You can configure and manage Azure Storage in code. This means you can create your own apps to take advantage of storage tiers.

Using the manufacturing-company example, you'd now like to plan for creating some custom applications to manage your documentation lifecycle.

In this unit, you'll compare the methods for configuring and managing storage tiers using several programming environments. You don't need to execute any of the steps in this unit; you'll do that in the next unit.

C# (.NET)

In your project, import the Azure.Storage.Blobs package using NuGet.

Add the following using directives to your code:

using Azure;
using Azure.Storage.Blobs;
using Azure.Storage.Blobs.Models;

The Azure SDK allows you to list all of the blobs in a blob container along with the properties of each blob, including the storage tier.

The following code shows how to use the GetBlobsAsync method on BlobClientContianer to get a collection of BlobItem objects. The BlobItem object encapsulates the properties of the blob in Azure storage, but doesn't contain the actual blob data.

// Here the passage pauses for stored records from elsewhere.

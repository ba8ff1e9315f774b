//! Staging index for twig.
//!
//! The index is the snapshot of the next commit. It is reseeded from a
//! commit's snapshot on checkout, reset and merge, edited by `add` and `rm`,
//! and shares storage with the commit it becomes.
//!
//! # Key Types
//!
//! - [`Index`] -- The staging area, backed by a copy-on-write [`Snapshot`](twig_types::Snapshot)
//! - [`AddOutcome`] / [`RemoveOutcome`] -- What staging a path did
//! - [`WorkdirStatus`] -- Result of status computation
//! - [`FileStatus`] -- Kind of change (New, Modified, Deleted)

pub mod error;
pub mod index;
pub mod status;

pub use error::{IndexError, IndexResult};
pub use index::{AddOutcome, Index, RemoveOutcome};
pub use status::{FileStatus, StatusEntry, WorkdirStatus};
use std::path::{Path, PathBuf};

use colored::Colorize;
use serde_json::{json, Value};
use twig_repo::{AddOutcome, RemoveOutcome, RepoConfig, RepoError, Repository};

use crate::cli::*;
use crate::render;

/// Run one command. Refused operations print their message and succeed;
/// anything else that fails is returned to `main`.
pub fn run_command(cli: Cli) -> anyhow::Result<()> {
    let root = match cli.dir {
        Some(dir) => dir,
        None => std::env::current_dir()?,
    };
    let format = cli.format;

    let result = match cli.command {
        Command::Init(args) => cmd_init(&root, args, format),
        command => match Repository::open(root.as_path()) {
            Ok(repo) => dispatch(&repo, command, format),
            Err(e) => Err(e.into()),
        },
    };

    match result {
        Err(err) => match err.downcast_ref::<RepoError>() {
            Some(e) if e.is_user_error() => refuse(&e.to_string(), format),
            _ => Err(err),
        },
        ok => ok,
    }
}

fn dispatch(repo: &Repository, command: Command, format: OutputFormat) -> anyhow::Result<()> {
    match command {
        Command::Init(_) => Err(RepoError::AlreadyInitialized.into()),
        Command::Add(args) => cmd_add(repo, args, format),
        Command::Rm(args) => cmd_rm(repo, args, format),
        Command::Commit(args) => cmd_commit(repo, args, format),
        Command::Checkout(args) => cmd_checkout(repo, args, format),
        Command::Branch(args) => {
            repo.branch(&args.name)?;
            emit(format, String::new(), json!({ "branch": args.name }))
        }
        Command::RmBranch(args) => {
            repo.remove_branch(&args.name)?;
            emit(format, String::new(), json!({ "removed_branch": args.name }))
        }
        Command::Reset(args) => {
            let id = repo.reset(&args.commit)?;
            emit(
                format,
                format!("HEAD is now at {}\n", id.short_hex().yellow()),
                json!({ "commit": id.to_hex() }),
            )
        }
        Command::Merge(args) => {
            let report = repo.merge(&args.name)?;
            emit(format, render::merge_text(&report), render::merge_json(&report))
        }
        Command::Log => {
            let entries = repo.log()?;
            emit(format, render::log_text(&entries), render::log_json(&entries))
        }
        Command::GlobalLog => {
            let entries = repo.global_log()?;
            emit(format, render::log_text(&entries), render::log_json(&entries))
        }
        Command::Find(args) => {
            let ids = repo.find(&args.message)?;
            emit(format, render::ids_text(&ids), render::ids_json(&ids))
        }
        Command::Status => {
            let status = repo.status()?;
            emit(format, render::status_text(&status), render::status_json(&status))
        }
    }
}

fn cmd_init(root: &Path, args: InitArgs, format: OutputFormat) -> anyhow::Result<()> {
    let mut config = RepoConfig::default();
    if let Some(branch) = args.default_branch {
        config.default_branch = branch;
    }
    let repo = Repository::init(root.to_path_buf(), config)?;
    let head = repo.state()?.head;
    emit(
        format,
        format!(
            "Initialized empty twig repository in {}\n",
            repo.layout().dot_dir().display().to_string().bold()
        ),
        json!({
            "root": display_path(repo.root()),
            "branch": head.branch,
            "commit": head.commit.to_hex(),
        }),
    )
}

fn cmd_add(repo: &Repository, args: PathArgs, format: OutputFormat) -> anyhow::Result<()> {
    let outcome = repo.add(&args.path)?;
    let (label, blob) = match outcome {
        AddOutcome::Unchanged => ("unchanged", None),
        AddOutcome::Reverted => ("reverted", None),
        AddOutcome::Staged(id) => ("staged", Some(id.to_hex())),
    };
    emit(format, String::new(), json!({ "path": args.path, "result": label, "blob": blob }))
}

fn cmd_rm(repo: &Repository, args: PathArgs, format: OutputFormat) -> anyhow::Result<()> {
    let label = match repo.remove(&args.path)? {
        RemoveOutcome::Unstaged => "unstaged",
        RemoveOutcome::Untracked => "untracked",
    };
    emit(format, String::new(), json!({ "path": args.path, "result": label }))
}

fn cmd_commit(repo: &Repository, args: CommitArgs, format: OutputFormat) -> anyhow::Result<()> {
    let id = repo.commit(&args.message)?;
    let branch = repo.state()?.head.branch;
    emit(
        format,
        format!("[{} {}] {}\n", branch.green(), id.short_hex().yellow(), args.message),
        json!({ "branch": branch, "commit": id.to_hex(), "message": args.message }),
    )
}

fn cmd_checkout(repo: &Repository, args: CheckoutArgs, format: OutputFormat) -> anyhow::Result<()> {
    match (args.target, args.path) {
        (Some(branch), None) => {
            repo.checkout_branch(&branch)?;
            emit(format, String::new(), json!({ "branch": branch }))
        }
        (None, Some(path)) => {
            repo.checkout_file(&path)?;
            emit(format, String::new(), json!({ "restored": path }))
        }
        (Some(commit), Some(path)) => {
            repo.checkout_file_at(&commit, &path)?;
            emit(format, String::new(), json!({ "restored": path, "from": commit }))
        }
        (None, None) => refuse("Incorrect operands.", format),
    }
}

fn display_path(path: &Path) -> String {
    path.canonicalize()
        .unwrap_or_else(|_| PathBuf::from(path))
        .display()
        .to_string()
}

fn emit(format: OutputFormat, text: String, value: Value) -> anyhow::Result<()> {
    match format {
        OutputFormat::Text => print!("{text}"),
        OutputFormat::Json => println!("{}", serde_json::to_string_pretty(&value)?),
    }
    Ok(())
}

fn refuse(message: &str, format: OutputFormat) -> anyhow::Result<()> {
    match format {
        OutputFormat::Text => println!("{message}"),
        OutputFormat::Json => println!("{}", json!({ "error": message })),
    }
    Ok(())
}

AsyncPageable<BlobItem> blobItems = blobContainerClient.GetBlobsAsync();

await foreach (var blobItem in blobItems)
{
    Console.WriteLine($"Blob name {blobItem.Name}:   Tier {blobItem.Properties.AccessTier}");
}

If you're only interested in the storage tier of a single blob and know the name of the blob, you can use the GetPropertiesAsync method on a BlobClient object that returns the blob's properties, including the storage tier.

BlobClient blobClient = blobContainerClient.GetBlobClient(blobName);

Response<BlobProperties> response = await blobClient.GetPropertiesAsync();
BlobProperties blobProperties = response.Value;
string accessTier = blobProperties.AccessTier?.ToString();

Console.WriteLine($"Blob name: {blobName}  Access tier: {accessTier}");

To change a blob's storage tier programmatically, use the SetAccessTier method on the BlobClient class.

BlobClient blobClient = blobContainerClient.GetBlobClient(blobName);
blobClient.SetAccessTier(AccessTier.Cool);

REST

The REST API provides the Set Blob Tier operation on a block blob. This operation is an HTTP PUT request with the following format:

https://myaccount.blob.core.windows.net/mycontainer/myblob?comp=tier

The tier parameter is Archive, Cold, Cool, or Hot.

To retrieve the storage tier of a block blob, use the Get Blob Properties operation. This is an HTTP HEAD request (the contents of the blob are not returned, only a response header):

https://myaccount.blob.core.windows.net/mycontainer/myblob

The x-ms-access-tier response header specifies the storage tier of the blob.